Guapo con ganas Marcelo, el frutero que yo le compro desde hace bastante tiempo sus selectos productos. Veintiocho años. Esbelto. Tiene que agacharse para no dar con la cabeza en los dinteles de las puertas.
A mí me mira con un respeto exagerado desde cierta mañana en que, estando ambos por la parte de afuera de su puesto plantó él sus diez huellas digitales en mi voluptuoso trasero y por puro instinto de decencia ancestral, sin mala intención por mi parte, le golpeé en el mentón con mis endurecidos nudillos y tuve que recogerlo del suelo donde había caído medio inconsciente. Él, en un primer momento, venga-tivo, me preguntó:
—¿Puedo denunciarte por haber abusado tú de tu ventaja de ser cinturón negro en judo y yo un pacifico ciudadano cuya única proeza deportiva fue quedar decimoctavo en un torneo de ajedrez?
—Mejor será que hagamos las paces y no nos metamos en líos no tenga yo que inclinarme por atizarte de nuevo más veces.
Él pasó al otro lado de su frutería y, desde aquel malentendido entre ambos no volvió a hacerme rebaja en la compra y trató de engañarme en el peso hasta que le advertí:
—Marcelo, ¿te acuerdas del bofetón que te di el otro día?, pues tengo muchos más almacenados en el mismo sitio de donde salió aquél.
Por lo que llevo expuesto hasta ahora, las personas de juicio rápido y precipitado pensarán que yo he sido educada en el seno de una familia liberal y violenta. Pues sucedió todo lo contrario: Mis amadísimos padres me enviaron, al poco de dejar yo de chupar ávidamente biberón, a colegios religiosos.
Pero con el paso del tiempo y la caída de muchos calendarios, se me han ido distrayendo muchas de las creencias que me inculcaron en la niñez e inicio de la adolescencia. Lo único que no se me ha distraído de aquellos cristianos principios de antaño han sido los Diez Mandamientos, aunque con muy leves alteraciones cuando las circunstancias me lo han aconsejado. “Nada es inamovible”, justificó el arquitecto que dirigió la construcción de la Torre de Pisa cuando le advirtieron de que ésta mostraba una acusada tendencia a la inclinación.

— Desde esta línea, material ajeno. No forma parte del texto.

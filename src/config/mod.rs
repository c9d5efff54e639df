mod error;
mod options;


pub use self::error::ConfigError;
pub use self::options::{read_options, read_options_path, split_args};

use crate::constants::DEFAULT_DIMENSIONS;
use crate::provider::Provider;
use std::fmt;
use std::path::Path;

#[derive(Debug, Clone, Copy, PartialEq, Eq, Hash)]
pub enum Dimension {
    Width,
    Height,
}

impl Dimension {
    pub fn name(self) -> &'static str {
        match self {
            Dimension::Width => "width",
            Dimension::Height => "height",
        }
    }

    pub fn from_name(name: &str) -> Option<Self> {
        match name {
            "width" => Some(Dimension::Width),
            "height" => Some(Dimension::Height),
            _ => None,
        }
    }
}

impl fmt::Display for Dimension {
    fn fmt(&self, f: &mut fmt::Formatter<'_>) -> fmt::Result {
        f.write_str(self.name())
    }
}

#[derive(Debug, Clone, PartialEq, Eq)]
pub struct Dimensions {
    pub width: String,
    pub height: String,
}

/// Width and height of the embedded player for every provider.
///
/// Built once, either from the defaults or with a list of `<provider>_<dimension>`
/// overrides, and read-only afterwards. Empty values are legal and passed to the
/// markup as is.
#[derive(Debug, Clone, PartialEq, Eq)]
pub struct ProviderConfig {
    entries: [Dimensions; 8],
}

impl Default for ProviderConfig {
    fn default() -> Self {
        Self {
            entries: DEFAULT_DIMENSIONS.map(|(width, height)| Dimensions {
                width: width.into(),
                height: height.into(),
            }),
        }
    }
}

impl ProviderConfig {
    /// Defaults with `overrides` applied in order. Later keys win.
    pub fn new<I, K, V>(overrides: I) -> Result<Self, ConfigError>
    where
        I: IntoIterator<Item = (K, V)>,
        K: AsRef<str>,
        V: Into<String>,
    {
        let mut config = Self::default();

        for (key, value) in overrides {
            let key = key.as_ref();
            let (provider, dimension) = Self::parse_key(key).ok_or_else(|| {
                log::error!("Unknown video option '{key}'");
                ConfigError::UnknownKey(key.into())
            })?;

            let value = value.into();
            log::debug!("{provider} {dimension} set to '{value}'");
            let entry = &mut config.entries[provider.index()];
            match dimension {
                Dimension::Width => entry.width = value,
                Dimension::Height => entry.height = value,
            }
        }

        Ok(config)
    }

    /// Parse the option string of the markdown extension, either
    /// `video(youtube_width=640,youtube_height=360)` or just the list inside the parentheses.
    pub fn from_args(args: &str) -> Result<Self, ConfigError> {
        Self::new(split_args(args)?)
    }

    pub fn parse_path(path: &Path) -> Result<Self, ConfigError> {
        Self::new(read_options_path(path)?)
    }

    pub fn parse_data(data: &[u8]) -> Result<Self, ConfigError> {
        Self::new(read_options(data)?)
    }

    pub fn get(&self, provider: Provider, dimension: Dimension) -> &str {
        let entry = &self.entries[provider.index()];
        match dimension {
            Dimension::Width => &entry.width,
            Dimension::Height => &entry.height,
        }
    }

    pub fn dimensions(&self, provider: Provider) -> &Dimensions {
        &self.entries[provider.index()]
    }

    /// Look up a value by its option name, e.g. `vimeo_height`.
    pub fn get_key(&self, key: &str) -> Option<&str> {
        Self::parse_key(key).map(|(provider, dimension)| self.get(provider, dimension))
    }

    /// All 16 recognized option names.
    pub fn keys() -> impl Iterator<Item = String> {
        Provider::ALL.into_iter().flat_map(|provider| {
            [Dimension::Width, Dimension::Height]
                .into_iter()
                .map(move |dimension| format!("{provider}_{dimension}"))
        })
    }

    fn parse_key(key: &str) -> Option<(Provider, Dimension)> {
        let (provider, dimension) = key.rsplit_once('_')?;
        Some((Provider::from_name(provider)?, Dimension::from_name(dimension)?))
    }
}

Colgada del cuello llevo, cuando no practico artes marciales, una medalla de la virgen del Rocío. Me la regaló mi madre. Mi madre era muy buena. Tan buena era la pobrecita que, si hizo durante su pacífica vida algún pecado (cosa que dudo muchísimo) debió ser sin saberlo ella.
Mi padre, como ya he explicado anteriormente, era marino, y los marinos cargan con el sambenito de tener una novia en cada puerto. Si él fue uno de esos marinos promiscuos, nunca lo sabremos. Lo que yo sí sé es que idolatraba a mi madre, lloró desconsoladamente su muerte y quizás, por la tristeza de haberla perdido decidió él acabar con su vida junto a su otro gran amor el carguero “Surimar”.
La pérdida de ambos tuvo lugar cuando Genaro y yo habíamos comenzado nuestro noviazgo y yo le consentía practicar conmigo el método Braille únicamente de cintura para arriba. Y yo con él me tomaba únicamente la libertad de acariciarle el pescuezo consiguiendo con ello el para mí insólito resultado de que a él le gustaba mucho, suspiraba hasta lo más hondo de los rincones de su desbrozado pecho y se le desfiguraba cierta parte de sus pantalones.